主催: 日本理学療法士協会 九州ブロック会
会議名: 九州理学療法士学術大会2019
回次: 1
開催地: 鹿児島
開催日: 2019/10/12 - 2019/10/13
p. 11
【はじめに】当院ではクリニカルクラークシップ(以下CCS)による臨床実習教育の実践を目的に,臨床実習指導者(以下CE)を対象とした勉強会を実施している.昨年度の勉強会ではCCSの基盤となる学習理論について説明し,学生を多くの診療場面に参加させつつ段階的な技術修得を促すことを推奨した.その結果,実習後アンケートにおいて,技術指導の円滑化や学生とのコミュニケーションの促進といった効果が示唆されたが,その一方で,CCSの具体的な実践方法について自信がない様子も伺えた.そこで今年度は,近年の学生気質をふまえたチェックリストの活用法について,より具体的な実践例を通して説明を行った.今回,昨年度と今年度の実習終了後のCEの感想を計量テキスト分析にて分析したため報告する.

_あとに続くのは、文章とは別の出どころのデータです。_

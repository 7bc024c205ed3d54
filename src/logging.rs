//! Structured file logging
//!
//! Logs go to a JSON-lines file in the data directory so stdout stays free
//! for command output.

use std::path::Path;

use tracing_appender::non_blocking::WorkerGuard;
use tracing_subscriber::EnvFilter;
use tracing_subscriber::fmt;
use tracing_subscriber::layer::SubscriberExt;
use tracing_subscriber::util::SubscriberInitExt;

#[derive(Debug, thiserror::Error)]
pub enum LogInitError {
    #[error("Failed to create log directory: {0}")]
    Io(#[from] std::io::Error),

    #[error("Invalid log filter: {0}")]
    Filter(#[from] tracing_subscriber::filter::ParseError),

    #[error("Failed to install subscriber: {0}")]
    Subscriber(#[from] tracing_subscriber::util::TryInitError),
}

/// Build the log filter, preferring RUST_LOG over the configured level
fn log_filter(rust_log: Option<String>, default_level: &str) -> Result<EnvFilter, LogInitError> {
    let directives = rust_log
        .filter(|s| !s.trim().is_empty())
        .unwrap_or_else(|| default_level.to_string());
    Ok(EnvFilter::try_new(directives)?)
}

/// Install the global subscriber writing to `log_path`
///
/// The returned guard flushes buffered lines on drop and must be held
/// for the life of the process.
pub fn init(log_path: &Path, default_level: &str) -> Result<WorkerGuard, LogInitError> {
    let dir = log_path.parent().unwrap_or_else(|| Path::new("."));
    std::fs::create_dir_all(dir)?;

    let file_name = log_path
        .file_name()
        .map(|name| name.to_os_string())
        .unwrap_or_else(|| "firmware-resolver.log".into());
    let appender = tracing_appender::rolling::never(dir, file_name);
    let (writer, guard) = tracing_appender::non_blocking(appender);

    let filter = log_filter(std::env::var("RUST_LOG").ok(), default_level)?;
    tracing_subscriber::registry()
        .with(filter)
        .with(
            fmt::layer()
                .json()
                .with_target(true)
                .with_ansi(false)
                .with_writer(writer),
        )
        .try_init()?;

    Ok(guard)
}
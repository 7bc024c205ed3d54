//! Row records scraped from a firmware listing

use serde::{Deserialize, Serialize};

/// One table cell that may carry a publication date
#[derive(Debug, Clone, Default, PartialEq, Eq, Serialize, Deserialize)]
#[serde(default, rename_all = "camelCase")]
pub struct CellRecord {
    /// Structured sort-order value (e.g. the `data-order` attribute)
    pub sort_key: Option<String>,
    /// Visible text, whitespace trimmed
    pub text: Option<String>,
}

impl CellRecord {
    pub fn new(sort_key: Option<&str>, text: Option<&str>) -> Self {
        Self {
            sort_key: sort_key.map(str::to_string),
            text: text.map(str::to_string),
        }
    }

    /// Cell with visible text only
    pub fn text(text: &str) -> Self {
        Self::new(None, Some(text))
    }
}

/// One firmware release row
#[derive(Debug, Clone, Default, PartialEq, Eq, Serialize, Deserialize)]
#[serde(default, rename_all = "camelCase")]
pub struct RowRecord {
    /// Firmware version label; rows without one are ignored
    pub version: Option<String>,
    /// Every cell of the row, in document order
    pub cells: Vec<CellRecord>,
    /// Download link, if the row has one
    pub link: Option<String>,
    /// Raw text of the download-count cell
    pub downloads: Option<String>,
}

impl RowRecord {
    pub fn new(version: &str) -> Self {
        Self {
            version: Some(version.to_string()),
            ..Default::default()
        }
    }

    pub fn with_cell(mut self, cell: CellRecord) -> Self {
        self.cells.push(cell);
        self
    }

    pub fn with_link(mut self, link: &str) -> Self {
        self.link = Some(link.to_string());
        self
    }

    pub fn with_downloads(mut self, downloads: &str) -> Self {
        self.downloads = Some(downloads.to_string());
        self
    }
}

/// Version labels of all rows that have one, in row order
pub fn version_labels(rows: &[RowRecord]) -> Vec<String> {
    rows.iter().filter_map(|row| row.version.clone()).collect()
}
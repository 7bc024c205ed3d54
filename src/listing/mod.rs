//! Listing layer
//! - types.rs: Row records handed to the resolution engine
//! - source.rs: ListingSource trait definition
//! - html.rs: Listing page parser
//! - lgrom.rs: HTTP listing source for lgrom.com
//! - file.rs: Listing source replaying rows from a JSON file

pub mod file;
pub mod html;
pub mod lgrom;
pub mod source;
pub mod types;

pub use file::FileListing;
pub use html::ListingParser;
pub use lgrom::LgromListing;
pub use source::ListingSource;
pub use types::{CellRecord, RowRecord};
//! Best version selection under the anchor-relative ranking

use std::collections::HashSet;

use tracing::debug;

use crate::version::error::ResolveError;
use crate::version::rank::{RankingKey, rank_key};

/// Returns the anchor character for a model input (its last character)
pub fn anchor_of(user_input: &str) -> Result<char, ResolveError> {
    user_input.chars().last().ok_or(ResolveError::InvalidInput)
}

/// Select every version whose ranking key equals the maximum key
///
/// # Arguments
/// * `versions` - Version labels as listed, duplicates allowed
/// * `user_input` - The model identifier the user typed; its last character is the anchor
///
/// # Returns
/// * `Ok(Vec<String>)` - Tied best labels, de-duplicated, in first-seen order
/// * `Err(ResolveError::InvalidInput)` - `user_input` is empty
/// * `Err(ResolveError::EmptyInput)` - `versions` is empty
pub fn best_versions<S: AsRef<str>>(
    versions: &[S],
    user_input: &str,
) -> Result<Vec<String>, ResolveError> {
    let anchor = anchor_of(user_input)?;

    let mut seen = HashSet::new();
    let keyed: Vec<(&str, RankingKey)> = versions
        .iter()
        .map(AsRef::as_ref)
        .filter(|v| seen.insert(*v))
        .map(|v| (v, rank_key(v, anchor)))
        .collect();

    let max_key = keyed
        .iter()
        .map(|(_, key)| key)
        .max()
        .ok_or(ResolveError::EmptyInput)?;

    let best: Vec<String> = keyed
        .iter()
        .filter(|(_, key)| key == max_key)
        .map(|(v, _)| v.to_string())
        .collect();

    debug!(
        "Ranked {} versions with anchor {:?}, {} tied at max",
        keyed.len(),
        anchor,
        best.len()
    );

    Ok(best)
}
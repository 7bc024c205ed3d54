//! lgrom.com firmware listing implementation

use std::time::Duration;

use reqwest::Url;
use tracing::{debug, warn};

use crate::config::{DEFAULT_BASE_URL, ListingConfig};
use crate::listing::html::ListingParser;
use crate::listing::source::ListingSource;
use crate::listing::types::RowRecord;
use crate::version::error::ListingError;

/// Listing source backed by the lgrom.com model pages
pub struct LgromListing {
    client: reqwest::Client,
    base_url: String,
    parser: ListingParser,
}

impl LgromListing {
    /// Creates a new LgromListing with a custom base URL
    pub fn new(base_url: &str) -> Self {
        Self::from_config(&ListingConfig {
            base_url: base_url.to_string(),
            ..Default::default()
        })
    }

    /// Creates a new LgromListing from listing configuration
    pub fn from_config(config: &ListingConfig) -> Self {
        Self {
            client: reqwest::Client::builder()
                .user_agent(config.user_agent.as_str())
                .timeout(Duration::from_millis(config.timeout_ms))
                .build()
                .expect("Failed to create HTTP client"),
            base_url: config.base_url.clone(),
            parser: ListingParser::new(),
        }
    }

    /// Builds `{base_url}/firmware/{model}`, percent-encoding the model as one path segment
    fn listing_url(&self, model: &str) -> Result<Url, ListingError> {
        // Dot segments are dropped by `push` and would address the parent page
        if matches!(model, "." | "..") {
            return Err(ListingError::NotFound(model.to_string()));
        }

        let mut url = Url::parse(&self.base_url).map_err(|e| {
            ListingError::InvalidResponse(format!("Invalid base URL {}: {}", self.base_url, e))
        })?;

        let cannot_be_base = || {
            ListingError::InvalidResponse(format!("Base URL cannot be a base: {}", self.base_url))
        };
        url.path_segments_mut()
            .map_err(|_| cannot_be_base())?
            .pop_if_empty()
            .push("firmware")
            .push(model);

        Ok(url)
    }
}

impl Default for LgromListing {
    fn default() -> Self {
        Self::new(DEFAULT_BASE_URL)
    }
}

#[async_trait::async_trait]
impl ListingSource for LgromListing {
    async fn fetch_rows(&self, model: &str) -> Result<Vec<RowRecord>, ListingError> {
        let url = self.listing_url(model)?;

        let response = self.client.get(url.clone()).send().await?;

        let status = response.status();

        if status == reqwest::StatusCode::NOT_FOUND {
            return Err(ListingError::NotFound(model.to_string()));
        }

        if !status.is_success() {
            warn!("Listing returned status {}: {}", status, url);
            return Err(ListingError::InvalidResponse(format!(
                "Unexpected status: {}",
                status
            )));
        }

        let body = response.text().await?;
        let rows = self.parser.parse(&body)?;
        debug!("Parsed {} listing rows for {}", rows.len(), model);

        Ok(rows)
    }
}
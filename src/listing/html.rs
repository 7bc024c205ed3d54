//! Firmware listing page parser
//!
//! Extracts release rows from the listing table of a model page:
//!
//! ```text
//! <tbody class="text-gray-600 fw-bold">
//!   <tr>
//!     <td><a class="text-light">H86020c</a></td>
//!     <td data-order="2023-02-01 10:00:00">01 Feb 2023</td>
//!     <td class="downloads">1,024</td>
//!     <td><a class="btn" href="https://...">Download</a></td>
//!   </tr>
//! </tbody>
//! ```

use scraper::{ElementRef, Html, Selector};

use crate::listing::types::{CellRecord, RowRecord};
use crate::version::error::ListingError;

/// Parser for firmware listing pages
pub struct ListingParser {
    /// Body of the firmware table
    table_body: Selector,
    row: Selector,
    cell: Selector,
    /// Version label anchor inside a row
    version: Selector,
    /// Download button inside a row
    link: Selector,
    /// Download-count cell inside a row
    downloads: Selector,
}

impl ListingParser {
    pub fn new() -> Self {
        Self {
            table_body: Selector::parse("tbody.text-gray-600.fw-bold").unwrap(),
            row: Selector::parse("tr").unwrap(),
            cell: Selector::parse("td").unwrap(),
            version: Selector::parse("a.text-light").unwrap(),
            link: Selector::parse("a.btn[href]").unwrap(),
            downloads: Selector::parse("td.downloads").unwrap(),
        }
    }

    /// Parse a listing page into row records
    ///
    /// Returns `ListingError::TableNotFound` when the page has no firmware
    /// table. A table without rows yields an empty list.
    pub fn parse(&self, html: &str) -> Result<Vec<RowRecord>, ListingError> {
        let document = Html::parse_document(html);
        let body = document
            .select(&self.table_body)
            .next()
            .ok_or(ListingError::TableNotFound)?;

        Ok(body.select(&self.row).map(|row| self.parse_row(row)).collect())
    }

    fn parse_row(&self, row: ElementRef<'_>) -> RowRecord {
        let version = row.select(&self.version).next().map(stripped_text);
        let link = row
            .select(&self.link)
            .next()
            .and_then(|a| a.value().attr("href"))
            .map(str::to_string);
        let downloads = row.select(&self.downloads).next().map(stripped_text);
        let cells = row
            .select(&self.cell)
            .map(|td| CellRecord {
                sort_key: td.value().attr("data-order").map(str::to_string),
                text: Some(stripped_text(td)),
            })
            .collect();

        RowRecord {
            version,
            cells,
            link,
            downloads,
        }
    }
}

impl Default for ListingParser {
    fn default() -> Self {
        Self::new()
    }
}

/// Text of an element with each text node trimmed
fn stripped_text(element: ElementRef<'_>) -> String {
    element.text().map(str::trim).collect()
}
//! Newest-date / highest-download resolution over aggregated observations
//!
//! The latest date is global: it is taken across every observation of every
//! candidate, so a version whose newest observation is older than another
//! version's is dropped entirely. Versions published on that latest date
//! are all kept, each with its most downloaded link.

use chrono::NaiveDate;
use indexmap::IndexMap;
use indexmap::map::Entry;
use serde::Serialize;
use tracing::debug;

use crate::version::aggregate::{Buckets, VersionObservation};

/// Download link and count chosen for one version
#[derive(Debug, Clone, PartialEq, Eq, Serialize)]
pub struct Release {
    pub link: String,
    pub downloads: u64,
}

/// Versions published on the latest date, with their chosen release
#[derive(Debug, Clone, Default, PartialEq, Eq, Serialize)]
pub struct ResolutionResult {
    /// Latest date seen across all observations
    pub date: Option<NaiveDate>,
    /// Surviving versions, in first-seen order
    pub releases: IndexMap<String, Release>,
}

impl ResolutionResult {
    /// Surviving version labels, in mapping order
    pub fn versions(&self) -> Vec<String> {
        self.releases.keys().cloned().collect()
    }

    /// True when no observation carried a date
    pub fn is_empty(&self) -> bool {
        self.releases.is_empty()
    }

    /// Rebuilds one observation per surviving version
    pub fn to_buckets(&self) -> Buckets {
        let Some(date) = self.date else {
            return Buckets::new();
        };
        self.releases
            .iter()
            .map(|(version, release)| {
                let observation = VersionObservation {
                    version: version.clone(),
                    date,
                    link: release.link.clone(),
                    downloads: release.downloads,
                };
                (version.clone(), vec![observation])
            })
            .collect()
    }
}

/// Pick the newest, then most downloaded, observation per version
pub fn resolve(buckets: &Buckets) -> ResolutionResult {
    let mut result = ResolutionResult::default();

    for observation in buckets.values().flatten() {
        let release = Release {
            link: observation.link.clone(),
            downloads: observation.downloads,
        };

        match result.date {
            Some(max_date) if observation.date < max_date => {}
            Some(max_date) if observation.date == max_date => {
                match result.releases.entry(observation.version.clone()) {
                    Entry::Occupied(mut entry) => {
                        if release.downloads > entry.get().downloads {
                            entry.insert(release);
                        }
                    }
                    Entry::Vacant(entry) => {
                        entry.insert(release);
                    }
                }
            }
            _ => {
                result.date = Some(observation.date);
                result.releases.clear();
                result
                    .releases
                    .insert(observation.version.clone(), release);
            }
        }
    }

    debug!(
        "Resolved {} versions on {:?}",
        result.releases.len(),
        result.date
    );

    result
}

【方法】対象は昨年度のCE38名(経験年数5.7±3.0年)と今年度のCE43名(経験年数6.0±3.6年)とし,「CCSを実施してよかったこと(問1)」と「CCSを通して難しく感じたこと(問2)」について無記名式の自由記述アンケートを実施した.計量テキスト分析にはKH Coder を用い,回答文をテキストデータに変換後,形態素解析にて複合語を検出し,分割されることにより意味を損ねる複合語は強制抽出語として指定した.また,意味的類似性が高い語は同一の語として指定した.その後,すべての語間の共起関係を示すJaccard 係数を算出し,共起ネットワークを作図した.作図条件は,最小出現数3回,Jaccard係数0.3以上とし,作図されたネットワークの内容を回答文の文脈に沿って分析した.
【結果】問1の回答文の総数は昨年度52文・今年度56文であり,共起ネットワーク分析では昨年度7個・今年度6個のサブグループが認められた.さらに,文脈分析の結果,昨年度・今年度ともに技術指導の円滑化や業務外の指導時間の短縮に関する意見が認められ,加えて今年度は学生の能力に応じた指導やCE自身の診療推論の改善に関する意見が認められた.問2の回答文総数は昨年度57文・今年度48文であり,共起ネットワーク分析では昨年度8個・今年度6個のサブグループが認められた.さらに,文脈分析の結果,昨年度はチェックリストの項目数や学生の理解度を把握することの困難さなど漠然とした意見が認められたが,今年度はチェックリストの段階的評価やCE自身の思考の伝え方など,より具体的な指導場面における問題意識の深化が認められた.
【考察】本研究の結果,CCSの学習理論に加えて具体的な実践例を学ぶことによって,CEは昨年度よりもチェックリストを有効に活用できるようになったほか,自身の臨床推論の内省にも寄与した可能性が伺えた.また,技術指導において模倣から実施への移行する際の判断基準など,より具体的な指導場面における詳細な疑問や困難感が認められたことから,勉強会にて学んだ具体的な実践方法と実際の経験の差異から新たな気づきが生じたものと思われる.これらのことから,CCSの実践のためには理論に加えて具体的な方法についても教育することが効果的である可能性が考えられた.
【倫理的配慮,説明と同意】
本研究は所属施設の倫理審査委員会の承認後(承認番号17-184),対象者の同意を得て実施した.また,開示すべき利益相反はない.